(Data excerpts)
....
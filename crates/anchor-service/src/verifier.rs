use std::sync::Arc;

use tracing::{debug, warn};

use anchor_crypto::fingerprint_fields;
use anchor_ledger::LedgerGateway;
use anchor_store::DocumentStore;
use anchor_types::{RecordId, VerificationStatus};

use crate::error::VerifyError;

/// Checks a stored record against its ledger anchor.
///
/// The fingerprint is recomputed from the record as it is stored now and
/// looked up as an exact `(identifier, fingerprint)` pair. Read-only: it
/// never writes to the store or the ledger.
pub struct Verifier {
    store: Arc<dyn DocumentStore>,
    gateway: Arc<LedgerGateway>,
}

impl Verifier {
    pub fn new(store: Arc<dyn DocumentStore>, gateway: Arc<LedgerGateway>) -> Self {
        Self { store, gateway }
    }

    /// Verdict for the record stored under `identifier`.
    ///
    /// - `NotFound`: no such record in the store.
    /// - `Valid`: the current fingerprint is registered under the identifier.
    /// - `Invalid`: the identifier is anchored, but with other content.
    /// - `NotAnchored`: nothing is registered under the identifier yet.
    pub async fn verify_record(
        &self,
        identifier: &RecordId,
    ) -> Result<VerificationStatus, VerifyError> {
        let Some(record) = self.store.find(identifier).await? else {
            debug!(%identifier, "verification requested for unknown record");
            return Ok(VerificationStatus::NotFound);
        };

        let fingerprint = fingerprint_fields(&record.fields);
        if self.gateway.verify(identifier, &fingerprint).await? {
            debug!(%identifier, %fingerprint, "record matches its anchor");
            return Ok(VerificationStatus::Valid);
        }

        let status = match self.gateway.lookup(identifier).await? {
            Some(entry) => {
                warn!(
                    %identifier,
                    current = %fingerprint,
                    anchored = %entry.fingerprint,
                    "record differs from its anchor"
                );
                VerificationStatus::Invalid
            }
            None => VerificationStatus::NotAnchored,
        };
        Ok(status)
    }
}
....
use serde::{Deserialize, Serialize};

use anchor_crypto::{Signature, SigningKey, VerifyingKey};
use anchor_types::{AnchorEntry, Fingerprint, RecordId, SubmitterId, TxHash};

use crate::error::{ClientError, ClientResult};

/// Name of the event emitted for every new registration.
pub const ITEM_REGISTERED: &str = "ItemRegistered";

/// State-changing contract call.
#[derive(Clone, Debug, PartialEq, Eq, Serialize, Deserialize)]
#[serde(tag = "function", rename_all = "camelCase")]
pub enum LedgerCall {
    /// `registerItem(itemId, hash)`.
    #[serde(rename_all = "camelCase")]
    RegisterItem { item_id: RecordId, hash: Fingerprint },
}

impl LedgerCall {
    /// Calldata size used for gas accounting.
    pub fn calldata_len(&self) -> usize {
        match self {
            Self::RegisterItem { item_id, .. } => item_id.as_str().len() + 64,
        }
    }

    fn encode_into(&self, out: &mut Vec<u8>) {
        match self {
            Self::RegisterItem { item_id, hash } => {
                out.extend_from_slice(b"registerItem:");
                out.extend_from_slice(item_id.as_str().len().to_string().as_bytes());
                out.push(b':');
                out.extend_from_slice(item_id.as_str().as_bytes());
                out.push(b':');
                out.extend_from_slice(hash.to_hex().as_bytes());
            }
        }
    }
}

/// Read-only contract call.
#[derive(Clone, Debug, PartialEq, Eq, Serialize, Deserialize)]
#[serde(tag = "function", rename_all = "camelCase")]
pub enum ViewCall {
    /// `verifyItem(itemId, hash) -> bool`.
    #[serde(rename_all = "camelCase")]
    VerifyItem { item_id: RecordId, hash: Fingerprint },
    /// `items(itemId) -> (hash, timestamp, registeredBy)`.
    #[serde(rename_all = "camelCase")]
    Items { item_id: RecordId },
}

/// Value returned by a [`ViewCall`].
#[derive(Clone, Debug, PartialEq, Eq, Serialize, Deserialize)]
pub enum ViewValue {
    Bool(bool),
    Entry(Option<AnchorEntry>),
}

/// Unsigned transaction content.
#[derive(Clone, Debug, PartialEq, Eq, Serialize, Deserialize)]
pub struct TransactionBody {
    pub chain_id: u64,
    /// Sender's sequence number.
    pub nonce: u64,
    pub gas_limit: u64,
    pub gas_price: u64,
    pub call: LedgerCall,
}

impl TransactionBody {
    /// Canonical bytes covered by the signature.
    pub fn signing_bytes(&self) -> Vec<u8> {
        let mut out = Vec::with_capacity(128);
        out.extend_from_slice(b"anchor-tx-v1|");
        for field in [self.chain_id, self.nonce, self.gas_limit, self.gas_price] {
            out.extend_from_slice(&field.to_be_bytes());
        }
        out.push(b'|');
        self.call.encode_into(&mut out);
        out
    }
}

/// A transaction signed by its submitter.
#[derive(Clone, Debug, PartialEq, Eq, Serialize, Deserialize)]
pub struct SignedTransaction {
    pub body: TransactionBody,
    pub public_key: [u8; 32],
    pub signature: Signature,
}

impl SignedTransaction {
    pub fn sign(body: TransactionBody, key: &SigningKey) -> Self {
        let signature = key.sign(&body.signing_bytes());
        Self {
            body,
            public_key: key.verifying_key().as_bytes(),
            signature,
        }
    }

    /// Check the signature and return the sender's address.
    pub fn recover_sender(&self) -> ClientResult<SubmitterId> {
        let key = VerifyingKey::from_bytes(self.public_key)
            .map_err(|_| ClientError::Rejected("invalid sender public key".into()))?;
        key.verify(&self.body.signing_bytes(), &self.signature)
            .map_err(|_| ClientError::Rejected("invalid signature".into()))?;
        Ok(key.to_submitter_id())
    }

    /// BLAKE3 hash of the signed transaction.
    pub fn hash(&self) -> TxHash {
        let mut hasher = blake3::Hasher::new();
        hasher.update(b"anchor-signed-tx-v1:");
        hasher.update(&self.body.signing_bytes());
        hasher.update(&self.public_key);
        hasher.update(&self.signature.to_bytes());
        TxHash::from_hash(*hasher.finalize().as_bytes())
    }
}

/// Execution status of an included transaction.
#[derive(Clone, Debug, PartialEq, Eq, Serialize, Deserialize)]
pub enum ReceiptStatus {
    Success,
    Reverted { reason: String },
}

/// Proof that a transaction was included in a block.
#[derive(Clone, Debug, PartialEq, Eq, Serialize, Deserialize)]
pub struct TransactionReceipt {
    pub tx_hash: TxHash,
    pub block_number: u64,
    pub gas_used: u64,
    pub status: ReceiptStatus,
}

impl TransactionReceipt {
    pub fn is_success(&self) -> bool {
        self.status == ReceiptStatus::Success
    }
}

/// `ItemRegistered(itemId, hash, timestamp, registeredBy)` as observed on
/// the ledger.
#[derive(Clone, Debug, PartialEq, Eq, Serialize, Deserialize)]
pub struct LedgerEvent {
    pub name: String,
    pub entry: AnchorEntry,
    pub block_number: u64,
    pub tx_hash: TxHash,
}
....
*PROBLEM TO SOLVE*:
Show every line of the data that includes the string "update".

*EXERCISE SOLUTION*:
        hasher.update(b"anchor-signed-tx-v1:");
        hasher.update(&self.body.signing_bytes());
        hasher.update(&self.public_key);
        hasher.update(&self.signature.to_bytes());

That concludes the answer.